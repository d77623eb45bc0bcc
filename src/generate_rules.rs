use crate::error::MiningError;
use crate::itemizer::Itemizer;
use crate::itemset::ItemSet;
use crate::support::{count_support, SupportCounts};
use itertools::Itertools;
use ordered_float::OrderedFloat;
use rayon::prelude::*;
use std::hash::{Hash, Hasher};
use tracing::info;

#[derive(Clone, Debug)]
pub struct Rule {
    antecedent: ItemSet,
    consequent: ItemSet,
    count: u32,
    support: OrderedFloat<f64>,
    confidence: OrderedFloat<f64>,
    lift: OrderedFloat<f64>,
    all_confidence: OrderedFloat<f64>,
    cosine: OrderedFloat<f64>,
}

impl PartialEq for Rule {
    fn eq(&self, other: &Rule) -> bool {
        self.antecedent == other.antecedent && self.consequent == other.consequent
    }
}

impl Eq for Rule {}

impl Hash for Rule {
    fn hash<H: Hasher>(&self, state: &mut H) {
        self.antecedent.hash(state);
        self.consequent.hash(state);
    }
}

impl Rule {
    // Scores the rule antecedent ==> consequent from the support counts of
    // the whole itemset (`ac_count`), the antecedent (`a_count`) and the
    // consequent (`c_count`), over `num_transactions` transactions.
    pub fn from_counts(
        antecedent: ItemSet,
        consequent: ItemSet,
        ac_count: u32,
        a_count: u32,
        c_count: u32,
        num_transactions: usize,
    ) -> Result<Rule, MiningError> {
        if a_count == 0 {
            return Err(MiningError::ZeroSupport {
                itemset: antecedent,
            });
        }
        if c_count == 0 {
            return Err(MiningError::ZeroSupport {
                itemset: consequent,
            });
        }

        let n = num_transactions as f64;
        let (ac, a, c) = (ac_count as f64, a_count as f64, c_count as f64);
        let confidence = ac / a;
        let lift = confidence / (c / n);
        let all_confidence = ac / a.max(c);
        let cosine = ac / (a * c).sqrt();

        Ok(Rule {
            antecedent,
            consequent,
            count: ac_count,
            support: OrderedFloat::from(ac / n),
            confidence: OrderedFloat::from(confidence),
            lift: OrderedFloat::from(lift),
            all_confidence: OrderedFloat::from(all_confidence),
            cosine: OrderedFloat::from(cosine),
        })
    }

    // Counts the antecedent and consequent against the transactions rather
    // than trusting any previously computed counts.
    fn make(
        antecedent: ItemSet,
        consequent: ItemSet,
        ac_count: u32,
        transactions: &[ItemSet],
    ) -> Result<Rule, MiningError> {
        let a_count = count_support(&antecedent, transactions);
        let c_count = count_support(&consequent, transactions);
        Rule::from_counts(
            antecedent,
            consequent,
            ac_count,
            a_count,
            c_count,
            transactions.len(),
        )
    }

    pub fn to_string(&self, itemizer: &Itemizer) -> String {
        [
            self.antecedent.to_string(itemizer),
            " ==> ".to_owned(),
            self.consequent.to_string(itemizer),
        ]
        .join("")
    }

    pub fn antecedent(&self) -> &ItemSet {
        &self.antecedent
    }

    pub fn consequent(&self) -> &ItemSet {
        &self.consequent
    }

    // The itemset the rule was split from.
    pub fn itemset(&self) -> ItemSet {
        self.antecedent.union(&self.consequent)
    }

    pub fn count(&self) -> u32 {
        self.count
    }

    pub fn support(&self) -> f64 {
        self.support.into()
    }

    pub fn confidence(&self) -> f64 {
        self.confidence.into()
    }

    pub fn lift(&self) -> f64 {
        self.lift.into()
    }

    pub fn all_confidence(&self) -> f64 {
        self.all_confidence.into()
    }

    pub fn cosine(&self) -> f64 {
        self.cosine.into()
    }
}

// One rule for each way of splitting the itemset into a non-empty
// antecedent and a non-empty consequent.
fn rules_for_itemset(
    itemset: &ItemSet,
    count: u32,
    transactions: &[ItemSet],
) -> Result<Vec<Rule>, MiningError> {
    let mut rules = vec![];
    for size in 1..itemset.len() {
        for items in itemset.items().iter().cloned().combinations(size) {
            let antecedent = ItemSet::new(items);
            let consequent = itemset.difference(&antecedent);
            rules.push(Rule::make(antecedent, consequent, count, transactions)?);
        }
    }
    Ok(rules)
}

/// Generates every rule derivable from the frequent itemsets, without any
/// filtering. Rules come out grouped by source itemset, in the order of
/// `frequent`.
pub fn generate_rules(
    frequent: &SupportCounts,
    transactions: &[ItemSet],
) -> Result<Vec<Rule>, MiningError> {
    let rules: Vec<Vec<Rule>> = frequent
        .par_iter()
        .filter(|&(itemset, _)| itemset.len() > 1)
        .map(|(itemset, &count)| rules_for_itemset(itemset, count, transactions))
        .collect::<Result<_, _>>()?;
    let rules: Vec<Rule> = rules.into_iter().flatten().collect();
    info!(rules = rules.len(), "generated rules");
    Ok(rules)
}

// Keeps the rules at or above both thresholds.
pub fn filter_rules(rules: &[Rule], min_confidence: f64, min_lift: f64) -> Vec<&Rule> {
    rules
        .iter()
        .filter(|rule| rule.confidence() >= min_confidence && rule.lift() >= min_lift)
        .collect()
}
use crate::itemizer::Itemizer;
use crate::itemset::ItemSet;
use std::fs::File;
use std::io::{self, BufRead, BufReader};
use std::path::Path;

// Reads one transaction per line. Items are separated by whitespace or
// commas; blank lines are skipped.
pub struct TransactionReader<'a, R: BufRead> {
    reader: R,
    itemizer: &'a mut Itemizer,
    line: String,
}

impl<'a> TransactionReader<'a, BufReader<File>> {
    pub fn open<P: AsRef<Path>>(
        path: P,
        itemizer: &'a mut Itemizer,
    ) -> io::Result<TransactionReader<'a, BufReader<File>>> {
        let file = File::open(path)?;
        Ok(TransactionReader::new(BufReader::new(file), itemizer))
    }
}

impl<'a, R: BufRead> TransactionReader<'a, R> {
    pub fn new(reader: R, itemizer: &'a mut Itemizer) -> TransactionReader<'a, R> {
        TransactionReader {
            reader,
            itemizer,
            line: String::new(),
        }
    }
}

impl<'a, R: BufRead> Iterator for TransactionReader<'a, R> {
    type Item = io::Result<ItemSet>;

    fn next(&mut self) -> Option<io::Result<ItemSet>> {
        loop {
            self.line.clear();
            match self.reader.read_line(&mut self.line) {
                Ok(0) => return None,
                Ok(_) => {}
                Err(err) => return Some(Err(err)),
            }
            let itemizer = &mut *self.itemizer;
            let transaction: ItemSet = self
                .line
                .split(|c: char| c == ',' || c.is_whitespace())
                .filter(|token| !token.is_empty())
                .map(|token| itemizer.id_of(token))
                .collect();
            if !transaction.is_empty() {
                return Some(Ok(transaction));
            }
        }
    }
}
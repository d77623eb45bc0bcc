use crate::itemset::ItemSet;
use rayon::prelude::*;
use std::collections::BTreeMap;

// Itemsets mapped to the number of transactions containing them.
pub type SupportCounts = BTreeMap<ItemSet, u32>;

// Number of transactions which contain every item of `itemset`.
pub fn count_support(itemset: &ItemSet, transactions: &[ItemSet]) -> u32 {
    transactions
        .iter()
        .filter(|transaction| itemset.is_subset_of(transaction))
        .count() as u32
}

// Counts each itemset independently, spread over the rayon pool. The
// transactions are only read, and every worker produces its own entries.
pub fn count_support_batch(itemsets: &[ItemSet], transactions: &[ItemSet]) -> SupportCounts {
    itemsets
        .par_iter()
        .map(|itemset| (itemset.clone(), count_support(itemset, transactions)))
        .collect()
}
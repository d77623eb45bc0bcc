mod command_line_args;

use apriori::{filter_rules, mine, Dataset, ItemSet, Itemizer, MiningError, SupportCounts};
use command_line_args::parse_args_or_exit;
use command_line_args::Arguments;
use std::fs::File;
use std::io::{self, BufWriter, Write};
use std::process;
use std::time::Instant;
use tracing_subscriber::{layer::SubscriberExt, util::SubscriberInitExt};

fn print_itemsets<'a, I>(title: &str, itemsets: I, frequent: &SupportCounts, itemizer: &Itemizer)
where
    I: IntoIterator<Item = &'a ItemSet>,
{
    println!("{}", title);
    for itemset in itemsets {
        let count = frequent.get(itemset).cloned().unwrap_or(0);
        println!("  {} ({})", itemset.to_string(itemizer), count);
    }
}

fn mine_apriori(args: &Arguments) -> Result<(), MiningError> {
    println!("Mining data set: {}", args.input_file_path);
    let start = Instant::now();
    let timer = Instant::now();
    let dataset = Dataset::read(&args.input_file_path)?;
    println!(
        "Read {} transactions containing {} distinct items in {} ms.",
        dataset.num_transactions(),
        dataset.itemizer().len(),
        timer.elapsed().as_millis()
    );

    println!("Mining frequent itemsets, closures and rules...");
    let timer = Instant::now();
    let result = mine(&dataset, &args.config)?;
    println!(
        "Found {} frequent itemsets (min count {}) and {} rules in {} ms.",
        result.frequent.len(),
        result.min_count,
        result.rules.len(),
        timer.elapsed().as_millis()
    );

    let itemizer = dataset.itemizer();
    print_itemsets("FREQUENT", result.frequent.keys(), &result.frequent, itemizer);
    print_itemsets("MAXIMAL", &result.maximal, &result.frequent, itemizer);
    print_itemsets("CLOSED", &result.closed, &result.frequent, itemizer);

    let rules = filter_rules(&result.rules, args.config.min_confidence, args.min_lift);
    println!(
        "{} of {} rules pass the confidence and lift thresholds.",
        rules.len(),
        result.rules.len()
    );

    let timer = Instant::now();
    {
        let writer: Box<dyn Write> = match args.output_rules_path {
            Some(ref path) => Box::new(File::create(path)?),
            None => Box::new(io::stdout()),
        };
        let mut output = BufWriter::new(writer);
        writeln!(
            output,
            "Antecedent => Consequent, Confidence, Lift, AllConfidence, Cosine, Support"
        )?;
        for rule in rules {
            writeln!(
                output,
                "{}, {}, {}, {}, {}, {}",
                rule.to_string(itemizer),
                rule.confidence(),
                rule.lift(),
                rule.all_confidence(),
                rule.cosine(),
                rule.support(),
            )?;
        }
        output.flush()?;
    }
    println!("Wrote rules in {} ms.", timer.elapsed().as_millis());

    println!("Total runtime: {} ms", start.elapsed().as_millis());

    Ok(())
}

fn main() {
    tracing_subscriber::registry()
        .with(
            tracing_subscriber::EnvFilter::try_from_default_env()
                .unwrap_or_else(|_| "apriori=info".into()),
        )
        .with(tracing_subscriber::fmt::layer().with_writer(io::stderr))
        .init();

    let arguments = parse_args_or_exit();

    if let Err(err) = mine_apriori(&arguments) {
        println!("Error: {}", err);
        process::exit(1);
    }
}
--------------------
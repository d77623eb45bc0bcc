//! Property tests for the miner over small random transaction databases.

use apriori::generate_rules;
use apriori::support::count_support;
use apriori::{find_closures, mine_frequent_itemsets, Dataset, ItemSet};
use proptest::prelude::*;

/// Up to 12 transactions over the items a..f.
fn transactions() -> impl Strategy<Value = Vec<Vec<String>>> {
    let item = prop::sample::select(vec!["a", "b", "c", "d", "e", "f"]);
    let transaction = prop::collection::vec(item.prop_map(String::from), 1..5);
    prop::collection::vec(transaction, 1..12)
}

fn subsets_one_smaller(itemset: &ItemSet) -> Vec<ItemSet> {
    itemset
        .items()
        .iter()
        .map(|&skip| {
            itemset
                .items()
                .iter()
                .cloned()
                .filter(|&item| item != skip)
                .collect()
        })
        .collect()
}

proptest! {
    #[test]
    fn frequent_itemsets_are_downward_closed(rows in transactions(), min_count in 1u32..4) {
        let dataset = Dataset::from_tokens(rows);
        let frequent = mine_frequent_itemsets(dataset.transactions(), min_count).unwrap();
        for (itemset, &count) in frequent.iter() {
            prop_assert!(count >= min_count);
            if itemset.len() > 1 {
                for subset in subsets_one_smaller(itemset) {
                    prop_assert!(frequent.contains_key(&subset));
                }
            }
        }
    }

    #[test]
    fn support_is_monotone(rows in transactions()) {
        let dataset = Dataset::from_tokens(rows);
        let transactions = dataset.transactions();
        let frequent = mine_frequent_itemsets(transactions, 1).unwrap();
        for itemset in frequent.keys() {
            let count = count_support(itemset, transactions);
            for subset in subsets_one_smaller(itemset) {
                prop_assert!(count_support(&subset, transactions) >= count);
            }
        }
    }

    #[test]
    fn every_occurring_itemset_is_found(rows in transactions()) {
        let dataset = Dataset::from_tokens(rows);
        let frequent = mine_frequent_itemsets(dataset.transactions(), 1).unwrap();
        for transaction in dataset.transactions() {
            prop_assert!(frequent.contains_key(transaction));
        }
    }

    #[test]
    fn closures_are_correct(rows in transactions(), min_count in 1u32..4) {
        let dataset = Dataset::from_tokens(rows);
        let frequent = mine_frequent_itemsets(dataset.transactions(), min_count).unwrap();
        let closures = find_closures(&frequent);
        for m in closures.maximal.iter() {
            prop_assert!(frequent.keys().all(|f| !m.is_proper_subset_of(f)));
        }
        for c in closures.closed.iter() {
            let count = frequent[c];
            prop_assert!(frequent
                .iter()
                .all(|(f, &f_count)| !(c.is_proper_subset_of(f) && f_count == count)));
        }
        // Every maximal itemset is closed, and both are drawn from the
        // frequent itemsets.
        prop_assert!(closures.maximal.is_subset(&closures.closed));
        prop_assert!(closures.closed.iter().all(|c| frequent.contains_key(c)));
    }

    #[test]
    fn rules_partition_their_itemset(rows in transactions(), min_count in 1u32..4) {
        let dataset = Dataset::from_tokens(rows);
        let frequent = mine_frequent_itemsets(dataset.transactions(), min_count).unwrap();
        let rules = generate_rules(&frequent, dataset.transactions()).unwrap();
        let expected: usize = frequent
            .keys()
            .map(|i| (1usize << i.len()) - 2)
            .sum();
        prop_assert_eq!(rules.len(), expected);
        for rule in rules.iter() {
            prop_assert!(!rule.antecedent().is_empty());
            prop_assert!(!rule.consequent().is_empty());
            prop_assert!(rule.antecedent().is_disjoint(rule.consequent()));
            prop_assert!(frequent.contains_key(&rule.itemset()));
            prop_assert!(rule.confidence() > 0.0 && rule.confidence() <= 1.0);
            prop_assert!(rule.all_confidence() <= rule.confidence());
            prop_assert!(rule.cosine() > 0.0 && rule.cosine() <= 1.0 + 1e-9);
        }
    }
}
--------------------
* _What you need to do_:
Please, from the material above, copy only the lines from the line with "let count = count_support(itemset, transactions);" up to and including the line with "for m in closures.maximal.iter()", exactly as written.

* _Task answer_:
            let count = count_support(itemset, transactions);
            for subset in subsets_one_smaller(itemset) {
                prop_assert!(count_support(&subset, transactions) >= count);
            }
        }
    }

    #[test]
    fn every_occurring_itemset_is_found(rows in transactions()) {
        let dataset = Dataset::from_tokens(rows);
        let frequent = mine_frequent_itemsets(dataset.transactions(), 1).unwrap();
        for transaction in dataset.transactions() {
            prop_assert!(frequent.contains_key(transaction));
        }
    }

    #[test]
    fn closures_are_correct(rows in transactions(), min_count in 1u32..4) {
        let dataset = Dataset::from_tokens(rows);
        let frequent = mine_frequent_itemsets(dataset.transactions(), min_count).unwrap();
        let closures = find_closures(&frequent);
        for m in closures.maximal.iter() {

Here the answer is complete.